=== Exercise description ===
Each line of the records containing "monitoring" is to be copied out and returned.

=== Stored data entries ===
○ ○ ○ ○

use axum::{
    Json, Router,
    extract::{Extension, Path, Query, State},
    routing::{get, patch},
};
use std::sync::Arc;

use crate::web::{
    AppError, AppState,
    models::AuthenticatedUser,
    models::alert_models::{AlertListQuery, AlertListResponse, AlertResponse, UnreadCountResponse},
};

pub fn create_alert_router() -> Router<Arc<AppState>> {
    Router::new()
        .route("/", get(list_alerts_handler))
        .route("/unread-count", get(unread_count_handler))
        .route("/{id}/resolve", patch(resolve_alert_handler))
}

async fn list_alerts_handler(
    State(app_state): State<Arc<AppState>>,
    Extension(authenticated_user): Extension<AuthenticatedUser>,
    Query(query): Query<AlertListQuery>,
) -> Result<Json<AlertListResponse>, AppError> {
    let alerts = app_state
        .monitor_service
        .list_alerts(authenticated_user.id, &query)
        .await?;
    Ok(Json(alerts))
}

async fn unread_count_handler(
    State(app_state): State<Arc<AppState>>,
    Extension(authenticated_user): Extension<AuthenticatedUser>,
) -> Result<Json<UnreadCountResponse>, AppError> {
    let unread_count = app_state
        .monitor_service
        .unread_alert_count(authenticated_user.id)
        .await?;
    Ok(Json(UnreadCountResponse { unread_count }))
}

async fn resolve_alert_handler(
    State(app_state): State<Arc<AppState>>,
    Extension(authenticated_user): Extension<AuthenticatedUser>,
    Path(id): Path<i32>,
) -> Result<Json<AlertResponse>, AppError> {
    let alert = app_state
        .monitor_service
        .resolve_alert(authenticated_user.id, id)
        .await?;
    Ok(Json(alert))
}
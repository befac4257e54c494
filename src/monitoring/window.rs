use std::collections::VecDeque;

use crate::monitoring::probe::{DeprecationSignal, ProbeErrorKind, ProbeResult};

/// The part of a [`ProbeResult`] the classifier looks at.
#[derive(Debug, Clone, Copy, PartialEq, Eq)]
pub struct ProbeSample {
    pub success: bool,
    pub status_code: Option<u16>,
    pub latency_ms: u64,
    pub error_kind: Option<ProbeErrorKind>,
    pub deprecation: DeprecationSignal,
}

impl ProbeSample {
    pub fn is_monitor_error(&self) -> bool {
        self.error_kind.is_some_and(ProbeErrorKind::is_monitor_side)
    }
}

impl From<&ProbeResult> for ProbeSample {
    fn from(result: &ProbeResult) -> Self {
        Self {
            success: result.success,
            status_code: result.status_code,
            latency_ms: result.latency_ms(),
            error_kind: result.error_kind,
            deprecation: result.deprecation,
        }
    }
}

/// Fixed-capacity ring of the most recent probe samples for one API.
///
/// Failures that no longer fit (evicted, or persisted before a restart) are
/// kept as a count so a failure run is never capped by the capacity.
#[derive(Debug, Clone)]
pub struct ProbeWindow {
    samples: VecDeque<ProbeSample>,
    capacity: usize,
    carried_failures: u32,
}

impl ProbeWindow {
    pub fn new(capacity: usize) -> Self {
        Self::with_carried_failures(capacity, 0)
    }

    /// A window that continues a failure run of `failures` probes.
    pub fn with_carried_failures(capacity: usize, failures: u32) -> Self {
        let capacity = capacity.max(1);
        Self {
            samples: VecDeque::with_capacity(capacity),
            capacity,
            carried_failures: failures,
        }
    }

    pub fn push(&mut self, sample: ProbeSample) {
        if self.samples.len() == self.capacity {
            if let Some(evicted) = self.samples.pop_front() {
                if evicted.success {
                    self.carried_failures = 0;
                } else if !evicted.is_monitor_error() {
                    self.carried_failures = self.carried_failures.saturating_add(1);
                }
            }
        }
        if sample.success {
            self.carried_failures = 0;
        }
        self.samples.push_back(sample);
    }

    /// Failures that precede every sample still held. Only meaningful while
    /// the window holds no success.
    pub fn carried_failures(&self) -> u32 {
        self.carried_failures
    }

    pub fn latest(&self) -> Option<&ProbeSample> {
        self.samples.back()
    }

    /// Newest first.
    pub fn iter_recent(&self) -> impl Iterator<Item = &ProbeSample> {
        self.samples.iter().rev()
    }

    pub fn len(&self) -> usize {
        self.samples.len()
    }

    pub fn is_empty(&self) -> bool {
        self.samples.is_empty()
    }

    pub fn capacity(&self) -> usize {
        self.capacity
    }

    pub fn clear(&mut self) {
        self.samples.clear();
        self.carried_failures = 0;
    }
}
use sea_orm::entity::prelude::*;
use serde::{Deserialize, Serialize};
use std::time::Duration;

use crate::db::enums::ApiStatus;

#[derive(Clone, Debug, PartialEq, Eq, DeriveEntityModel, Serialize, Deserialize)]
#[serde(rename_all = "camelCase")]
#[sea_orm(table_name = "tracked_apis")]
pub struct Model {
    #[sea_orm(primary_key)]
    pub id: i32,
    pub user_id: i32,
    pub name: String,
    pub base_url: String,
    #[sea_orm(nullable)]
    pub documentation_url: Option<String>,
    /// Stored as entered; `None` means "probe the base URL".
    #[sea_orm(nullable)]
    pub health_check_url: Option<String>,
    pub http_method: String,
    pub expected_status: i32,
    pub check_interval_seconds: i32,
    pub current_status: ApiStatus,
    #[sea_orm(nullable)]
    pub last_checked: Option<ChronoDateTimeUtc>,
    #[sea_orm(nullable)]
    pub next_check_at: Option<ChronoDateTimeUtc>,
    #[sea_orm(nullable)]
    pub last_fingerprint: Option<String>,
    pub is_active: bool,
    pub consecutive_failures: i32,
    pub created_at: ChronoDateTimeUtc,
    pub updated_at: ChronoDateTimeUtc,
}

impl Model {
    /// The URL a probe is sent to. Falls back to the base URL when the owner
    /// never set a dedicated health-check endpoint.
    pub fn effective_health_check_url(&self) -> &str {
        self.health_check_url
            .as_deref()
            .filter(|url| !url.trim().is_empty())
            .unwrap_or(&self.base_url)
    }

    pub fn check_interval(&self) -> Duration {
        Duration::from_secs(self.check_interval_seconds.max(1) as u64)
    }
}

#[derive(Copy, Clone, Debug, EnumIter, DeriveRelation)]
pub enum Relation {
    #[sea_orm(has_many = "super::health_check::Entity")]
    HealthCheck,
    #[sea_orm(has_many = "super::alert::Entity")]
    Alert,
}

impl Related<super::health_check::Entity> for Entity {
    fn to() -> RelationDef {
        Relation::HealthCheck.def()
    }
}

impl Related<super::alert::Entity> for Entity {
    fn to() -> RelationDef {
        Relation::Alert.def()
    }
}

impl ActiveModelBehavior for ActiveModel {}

○ ○ ○ ○

=== Response ===
filename src/monitoring/window.rs
use crate::monitoring::probe::{DeprecationSignal, ProbeErrorKind, ProbeResult};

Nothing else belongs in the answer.